スカイステークスと呼ばれる、最も強いプロ達が戦う世界です。
常に利益を出せるエッジがあるとは感じてはいたものの、スカイステークスは自分にとって憧れのオリンピックのような場所です。
全力を出し切っても辿り着けるとは想像していなかったため、実際にプレイできることにワクワクすると同時に、「本当に辿り着いてしまったのか?」というどこか信じがたい気持ちもありました。
しかしここからの戦いは、これまである意味順調にレートを上げていけた私にとって、本格的な試練の始まりでもありました…。
「本格的な試練の始まり:ティルトとの戦い」
スカイステークスでプレイし始めてから、それまでは~数百万だった1日の勝ち負けの幅が1~2千万を超えるようになり、メンタルの負荷が急激に増えるようになりました。
金額の大きさに意識が向いてプレイに影響が出ることがあったり、負けが重なると早くその分を取り返したくなったりして、判断が鈍るということが起きるようになりました。ちなみに、このような状態のことをポーカーの世界では「ティルト」と呼びます。
心理的な影響は、些細な認知バイアスの話のことが多く、明らかなミスではない場合も多いのですが、スカイステークスでは、勝てるプレーヤーと負けるプレーヤーの境目になったりもする重要な要素です。
この「ティルト」をどう扱うかが、プロポーカープレイヤーとしての私の命題でした。
冷静な判断が必須だと分かっている状況でも、プレッシャーがかかるとそれができなくなるのが人間の難しいところです。
Jared Tendlerといった有名なメンタルコーチやスポーツ心理士のコーチングも受け、彼らのコーチングにはどこか違和感を感じつつも必死に内容を実践しましたが、結局「ティルト」の解決には至りませんでした。
例えば、練習で常に9秒台のタイムを出せる陸上選手が、本番では全く実力を発揮できないという事があったとします。
私の受けたコーチングは、本番でも練習と同じようなメンタルを持つ事の重要性を説くワケですが「それを実践するにはどうすればいいのか」といった解決方法の具体的な提示はありませんでした。
簡潔に表現すると、陸上選手に「本番で緊張する必要もないし、してしまうと結果も悪化するから、なぜしない方が良いかを徹底的に頭に叩き込んで納得しましょう」と指導するアプローチです。
しかしこのように頭で分かっていることを全て実践できるのであれば、こんなにメンタル面で悩む人はいないですよね。

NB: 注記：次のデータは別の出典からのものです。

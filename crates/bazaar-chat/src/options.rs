//! Per-participant chat options and membership management.
//!
//! Each participant writes only their own key in the mute, block and
//! delete maps, so concurrent changes by different users never conflict.

use std::sync::Arc;

use chrono::Duration;
use tracing::{debug, info};

use bazaar_shared::types::{ChatId, UserId};
use bazaar_store::{Chat, ChatKind, MuteUntil, Removal};

use crate::error::{ChatError, Result};
use crate::guard::{Operation, ParticipantGuard};
use crate::notifier::Notifier;
use crate::store::Store;

#[derive(Clone)]
pub struct ChatOptions {
    store: Store,
    guard: ParticipantGuard,
    notifier: Arc<Notifier>,
}

impl ChatOptions {
    pub fn new(store: Store, guard: ParticipantGuard, notifier: Arc<Notifier>) -> Self {
        Self {
            store,
            guard,
            notifier,
        }
    }

    /// Mute the chat for `duration` from now, or indefinitely with `None`.
    /// A later call replaces the earlier mute rather than extending it.
    pub fn mute(&self, chat_id: &ChatId, user: &UserId, duration: Option<Duration>) -> Result<Chat> {
        self.guard.check(user, chat_id, Operation::Mute)?;
        let until = match duration {
            Some(d) if d <= Duration::zero() => {
                return Err(ChatError::ValidationFailed("mute duration must be positive".into()))
            }
            Some(d) => self
                .store
                .now()
                .checked_add_signed(d)
                .map(MuteUntil::Until)
                .ok_or_else(|| ChatError::ValidationFailed("mute duration is out of range".into()))?,
            None => MuteUntil::Indefinite,
        };
        self.store.with(|db| db.set_mute(chat_id, user, until))?;
        debug!(chat = %chat_id, user = %user, ?until, "muted");
        self.publish(chat_id, user)
    }

    pub fn unmute(&self, chat_id: &ChatId, user: &UserId) -> Result<Chat> {
        self.guard.check(user, chat_id, Operation::Mute)?;
        self.store.with(|db| db.clear_mute(chat_id, user))?;
        self.publish(chat_id, user)
    }

    /// Block another participant of this chat. In a Direct chat this stops
    /// them from writing; in any chat it stops their messages from
    /// notifying or restoring the chat for the blocker.
    pub fn block(&self, chat_id: &ChatId, blocker: &UserId, target: &UserId) -> Result<Chat> {
        let chat = self.guard.check(blocker, chat_id, Operation::Block)?;
        check_other_member(&chat, blocker, target)?;

        if self.store.with(|db| db.add_block(chat_id, blocker, target))? {
            info!(chat = %chat_id, blocker = %blocker, blocked = %target, "user blocked");
        }
        self.publish(chat_id, blocker)
    }

    pub fn unblock(&self, chat_id: &ChatId, blocker: &UserId, target: &UserId) -> Result<Chat> {
        self.guard.check(blocker, chat_id, Operation::Block)?;
        if self.store.with(|db| db.remove_block(chat_id, blocker, target))? {
            info!(chat = %chat_id, blocker = %blocker, blocked = %target, "user unblocked");
        }
        self.publish(chat_id, blocker)
    }

    /// Hide the chat from `user`'s own list. It comes back on new activity
    /// from someone `user` has not blocked.
    pub fn delete_for_self(&self, chat_id: &ChatId, user: &UserId) -> Result<Chat> {
        self.guard.check(user, chat_id, Operation::Delete)?;
        self.store.with(|db| db.soft_delete_chat(chat_id, user))?;
        debug!(chat = %chat_id, user = %user, "chat deleted for self");
        self.publish(chat_id, user)
    }

    pub fn add_participant(&self, actor: &UserId, chat_id: &ChatId, user: &UserId) -> Result<Chat> {
        let chat = self.guard.check(actor, chat_id, Operation::ManageMembers)?;
        reject_direct(&chat)?;

        if self.store.with(|db| db.add_participant(chat_id, user))? {
            info!(chat = %chat_id, user = %user, by = %actor, "participant added");
        }
        self.publish(chat_id, actor)
    }

    /// Remove a participant. The last participant cannot be removed.
    /// The removed user gets one final update, then loses their open view
    /// of the chat.
    pub fn remove_participant(&self, actor: &UserId, chat_id: &ChatId, user: &UserId) -> Result<Chat> {
        let chat = self.guard.check(actor, chat_id, Operation::ManageMembers)?;
        reject_direct(&chat)?;

        match self.store.with(|db| db.remove_participant(chat_id, user))? {
            Removal::Removed => {}
            Removal::NotAParticipant => {
                return Err(ChatError::NotFound(format!("participant {user} in chat {chat_id}")))
            }
            Removal::LastParticipant => {
                return Err(ChatError::ValidationFailed(
                    "cannot remove the last participant".into(),
                ))
            }
        }
        info!(chat = %chat_id, user = %user, by = %actor, "participant removed");

        let updated = self.store.load_chat(chat_id)?;
        self.notifier.publish_chat(&updated);
        self.notifier.publish_removal(&updated, user);
        if updated.is_participant(actor) {
            Ok(updated.redacted_for(actor))
        } else {
            Ok(updated.redacted_for(user))
        }
    }

    /// Reload, fan out, and return the chat as `viewer` sees it.
    fn publish(&self, chat_id: &ChatId, viewer: &UserId) -> Result<Chat> {
        let chat = self.store.load_chat(chat_id)?;
        self.notifier.publish_chat(&chat);
        Ok(chat.redacted_for(viewer))
    }
}

fn reject_direct(chat: &Chat) -> Result<()> {
    if chat.kind == ChatKind::Direct {
        return Err(ChatError::ValidationFailed(
            "direct chat membership is fixed".into(),
        ));
    }
    Ok(())
}

fn check_other_member(chat: &Chat, actor: &UserId, target: &UserId) -> Result<()> {
    if actor == target {
        return Err(ChatError::ValidationFailed("cannot block yourself".into()));
    }
    if !chat.is_participant(target) {
        return Err(ChatError::NotFound(format!(
            "participant {target} in chat {}",
            chat.id
        )));
    }
    Ok(())
}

今でこそ「メンタル・パフォーマンス・コーチ」として、その課題の解決方法を知っていますが、その当時はティルトをどう扱うべきか、本当に頭を悩ませていました。
「1日で4000万円以上の損失」
そうした中で、人生で最も衝撃的な出来事が起こりました。
24時間で35万ドル(当時のレートで4000万円以上)を失ってしまったのです。
当時のことは、今でもはっきりと覚えています。
その日は、午前中から、いつも通りキャッシュゲームを始めました。
まず$50/$100のレートのPLOで10万ドルの損失。額は大きく感じますが、スカイステークスではありうる金額のマイナスです。

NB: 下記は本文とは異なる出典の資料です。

//! Server configuration loaded from environment variables.
//!
//! All settings have sensible defaults so the server can start with zero
//! configuration for local development.

use std::net::SocketAddr;
use std::path::PathBuf;
use std::str::FromStr;

use bazaar_chat::ChatSettings;
use bazaar_shared::constants::{DEFAULT_HTTP_PORT, PRESENCE_TTL, TYPING_TTL};

use crate::rate_limit::Quota;

/// Server configuration.
#[derive(Debug, Clone)]
pub struct ServerConfig {
    /// Socket address for the HTTP (axum) API server.
    /// Env: `HTTP_ADDR`
    /// Default: `0.0.0.0:8080`
    pub http_addr: SocketAddr,

    /// SQLite database file.
    /// Env: `DATABASE_PATH`
    /// Default: the platform data directory (see `bazaar_store::database`).
    pub database_path: Option<PathBuf>,

    /// Typing entries older than this are ignored.
    /// Env: `TYPING_TTL_SECS`
    pub typing_ttl_secs: u64,

    /// Presence records without a heartbeat for this long read as offline.
    /// Env: `PRESENCE_TTL_SECS`
    pub presence_ttl_secs: u64,

    /// Sustained message sends per second per user.
    /// Env: `SEND_RATE_PER_SEC`
    pub send_rate_per_sec: f64,

    /// Message sends a user may burst before the rate applies.
    /// Env: `SEND_BURST`
    pub send_burst: f64,

    /// Sustained "is typing" updates per second per user. Clears are
    /// never throttled.
    /// Env: `TYPING_RATE_PER_SEC`
    pub typing_rate_per_sec: f64,

    /// Env: `TYPING_BURST`
    pub typing_burst: f64,
}

/// Upper bound for the typing and presence TTLs.
const MAX_TTL_SECS: u64 = 24 * 60 * 60;

impl Default for ServerConfig {
    fn default() -> Self {
        Self {
            http_addr: ([0, 0, 0, 0], DEFAULT_HTTP_PORT).into(),
            database_path: None,
            typing_ttl_secs: TYPING_TTL.as_secs(),
            presence_ttl_secs: PRESENCE_TTL.as_secs(),
            send_rate_per_sec: 5.0,
            send_burst: 20.0,
            typing_rate_per_sec: 2.0,
            typing_burst: 5.0,
        }
    }
}

impl ServerConfig {
    /// Load configuration from environment variables, falling back to defaults.
    pub fn from_env() -> Self {
        Self::from_lookup(|key| std::env::var(key).ok())
    }

    /// Build a configuration from an arbitrary key lookup. Invalid values
    /// are logged and the default kept.
    pub fn from_lookup(lookup: impl Fn(&str) -> Option<String>) -> Self {
        let mut config = Self::default();

        if let Some(addr) = parse_var(&lookup, "HTTP_ADDR") {
            config.http_addr = addr;
        }

        if let Some(path) = lookup("DATABASE_PATH") {
            if !path.is_empty() {
                config.database_path = Some(PathBuf::from(path));
            }
        }

        if let Some(secs) = parse_var::<u64>(&lookup, "TYPING_TTL_SECS").filter(valid_ttl) {
            config.typing_ttl_secs = secs;
        }

        if let Some(secs) = parse_var::<u64>(&lookup, "PRESENCE_TTL_SECS").filter(valid_ttl) {
            config.presence_ttl_secs = secs;
        }

        if let Some(rate) = parse_var::<f64>(&lookup, "SEND_RATE_PER_SEC").filter(valid_rate) {
            config.send_rate_per_sec = rate;
        }

        if let Some(burst) = parse_var::<f64>(&lookup, "SEND_BURST").filter(valid_burst) {
            config.send_burst = burst;
        }

        if let Some(rate) = parse_var::<f64>(&lookup, "TYPING_RATE_PER_SEC").filter(valid_rate) {
            config.typing_rate_per_sec = rate;
        }

        if let Some(burst) = parse_var::<f64>(&lookup, "TYPING_BURST").filter(valid_burst) {
            config.typing_burst = burst;
        }

        // RUST_LOG is handled directly by tracing-subscriber's EnvFilter,
        // so we do not store it here.

        config
    }

    pub fn send_quota(&self) -> Quota {
        Quota {
            per_sec: self.send_rate_per_sec,
            burst: self.send_burst,
        }
    }

    pub fn typing_quota(&self) -> Quota {
        Quota {
            per_sec: self.typing_rate_per_sec,
            burst: self.typing_burst,
        }
    }

    pub fn chat_settings(&self) -> ChatSettings {
        ChatSettings {
            typing_ttl: chrono::Duration::seconds(self.typing_ttl_secs as i64),
            presence_ttl: chrono::Duration::seconds(self.presence_ttl_secs as i64),
        }
    }
}

fn valid_ttl(secs: &u64) -> bool {
    (1..=MAX_TTL_SECS).contains(secs)
}

fn valid_rate(rate: &f64) -> bool {
    rate.is_finite() && *rate > 0.0
}

fn valid_burst(burst: &f64) -> bool {
    burst.is_finite() && *burst >= 1.0
}

fn parse_var<T: FromStr>(lookup: &impl Fn(&str) -> Option<String>, key: &str) -> Option<T> {
    let raw = lookup(key)?;
    match raw.trim().parse::<T>() {
        Ok(value) => Some(value),
        Err(_) => {
            tracing::warn!(key, value = %raw, "Invalid value, using default");
            None
        }
    }
}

その後、普通にプレイを続行。一時その金額分を取り戻しましたが、そこからまた10万ドル程度のマイナス。
プレイの質は悪くなかったと思いますが、先ほども言った通りこのレートでは、この程度の上下は日常茶飯事。普段であれば、単なる1日として捉えることが出来たはずです。
しかしプレイを続けている内に「なぜ取り返した時点で止めなかったんだろう」、「もう一回取り返してやる」などと考え始め、気づかない内にメンタルがブレ始めました。悪戦苦闘しながらも、致命的ではない程度の損失でその日は一旦プレイを終えました。
しかし、残念ながら私の衝撃的な1日は続きます。
高レートのテーブルは普段あまり立つことがないため、そうしたテーブルが立った時には時刻に構わず連絡をもらえるよう私は普段から手配していました。
その日に連絡がきたのは深夜になります。
日中のプレイのせいで、その日はいつも以上に疲れており、冷静な判断が出来ていればプレイすることはなかったかもしれませんが、その時はなぜか再開してしまったのです。
テーブルに着いた瞬間から違和感はありました。しかしそれを無視してプレイし続けた結果、運の要素も相まって格下のプレイヤー相手にさらに数万ドルを失います。
そこで自分の中の何かがプツンと切れました。
テーブル数を増やす、格上の相手に勝負を挑む、最適なプレイじゃないと分かっていても分散の高いプレイを選んでしまう、など冷静な判断を完全に捨てて感情に飲み込まれました。
結果、その日のゲームは朝まで続き、気づけば私はバンクロール(自己資金)の約三分の一を失っていました。
このティルトがもたらした出来事が、私の人生にとっての大きなキッカケとなり、今現在「メンタル・パフォーマンス・コーチ」としての活動につながっているのです。